The whole family spent Monday at home. Her middle schooler spent the day doing assigned classwork. She provided her two daycare-aged children with activities that mimicked their school schedules. 

Bethea teaches in New York’s District 79, which isn’t a physical neighborhood. It’s an alternative school district with locations around the city that prepares students between the ages of 17-21 for a high school equivalency exam.

“I really don’t know what they plan to do with us as teachers,” she said.

Some of her students are American citizens who didn’t complete high school. Many are immigrants who either didn’t complete high school or need an American diploma to apply for financial aid for college.

Attendance is never consistent; 20 students could come to class one day and then a different set of 20 the next. In that sort of hectic environment, she said, you have to be prepared for anything.

She heard nothing from her building following Mayor de Blasio’s closure announcement. She didn’t go in on Monday and the silence continued until the end of the day, when she finally received an email saying she should report to work the next day as teachers around the city plan for remote learning.

“What does that mean?” She asked herself. “Does that mean we’re going to be teaching online classes?”

As a mother of three kids, Bethea needs to know what life is going to look like for the next few months, she said. Will she be teaching virtually for 6 hours per day, with her whole family at home?
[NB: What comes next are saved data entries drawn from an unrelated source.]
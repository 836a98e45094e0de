use rand::rngs::StdRng;
use rand::seq::SliceRandom;
use rand_distr::{Beta, Distribution};

pub fn clamp01(v: f32) -> f32 {
    f32::min(1., f32::max(0., v))
}

// Beta draw recentred on a configured baseline. A baseline of 0.5 leaves the
// distribution untouched.
pub fn beta_around(alpha: f32, beta: f32, base: f32, rng: &mut StdRng) -> f32 {
    let draw: f32 = Beta::new(alpha, beta).unwrap().sample(rng);
    clamp01(draw + base - 0.5)
}

// Weighted categorical draw over 1..=5 levels, shifted toward the configured
// baseline level (3 is neutral).
pub fn shifted_level(weights: &[(u8, f32)], base: u8, rng: &mut StdRng) -> u8 {
    let lvl = weights.choose_weighted(rng, |item| item.1).unwrap().0 as i32;
    (lvl + base as i32 - 3).max(1).min(5) as u8
}

#[cfg(test)]
mod tests {
    use super::*;
    use rand::SeedableRng;

    #[test]
    fn test_clamp01() {
        assert_eq!(clamp01(-0.5), 0.);
        assert_eq!(clamp01(0.5), 0.5);
        assert_eq!(clamp01(1.5), 1.);
    }

    #[test]
    fn test_beta_around_bounds() {
        let mut rng: StdRng = SeedableRng::seed_from_u64(1);
        for _ in 0..200 {
            let v = beta_around(8., 2., 0.9, &mut rng);
            assert!(v >= 0. && v <= 1.);
        }
    }

    #[test]
    fn test_shifted_level() {
        let weights = [(1u8, 0.2), (2, 0.2), (3, 0.2), (4, 0.2), (5, 0.2)];
        let mut rng: StdRng = SeedableRng::seed_from_u64(1);
        for _ in 0..100 {
            let lvl = shifted_level(&weights, 5, &mut rng);
            assert!(lvl >= 3 && lvl <= 5);
        }
        for _ in 0..100 {
            let lvl = shifted_level(&weights, 3, &mut rng);
            assert!(lvl >= 1 && lvl <= 5);
        }
    }
}
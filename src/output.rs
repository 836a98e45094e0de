use crate::aggregate::RunResult;
use crate::config::ScenarioConfig;
use chrono::{DateTime, Utc};
use serde_json::json;
use std::fs;
use std::os::unix::fs::symlink;
use std::path::{Path, PathBuf};

// Write a completed run under runs/<timestamp>/ and point runs/latest at it.
pub fn save(result: &RunResult, conf: &ScenarioConfig) -> std::io::Result<PathBuf> {
    let now: DateTime<Utc> = Utc::now();
    let now_str = now.format("%Y.%m.%d.%H.%M.%S").to_string();
    let results = json!({
        "run_id": result.run_id,
        "series": result.series,
        "summary": result.summary,
        "meta": {
            "name": conf.name,
            "seed": conf.seed,
            "steps": conf.steps,
            "reps": conf.reps,
            "population": conf.network.n,
            "granularity": conf.kpi.granularity,
        }
    })
    .to_string();

    let dir = format!("runs/{}", now_str);
    let path = Path::new(&dir);
    fs::create_dir_all(path)?;
    fs::write(path.join("output.json"), results)?;

    let run_path = Path::new(&now_str);
    let latest_path = Path::new("runs/latest");
    if fs::symlink_metadata(latest_path).is_ok() {
        fs::remove_file(latest_path)?;
    }
    symlink(run_path, latest_path)?;

    // Keep the scenario next to its results
    if Path::new("config.yaml").exists() {
        fs::copy("config.yaml", path.join("config.yaml"))?;
    }

    Ok(path.to_path_buf())
}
Still, Bethea felt relieved that the public schools closed. Even before the announcement, parents at her son’s middle school pulled children from class to show support for teachers who might need to be at home to take care of their families. As a public school teacher herself, she was torn on taking her own child out. City-wide school closure made the decision for her. 

With both her children and her students, it’s hard to communicate what exactly is so scary about the coronavirus, Bethea said. It’s how society is going to respond, she said, that creates the panic.

But for every news story about an emptied-out grocery store, there’s a phone tree shared or a link to donate to a shelter. 

“I have a sense that people are being kinder,” Bethea said.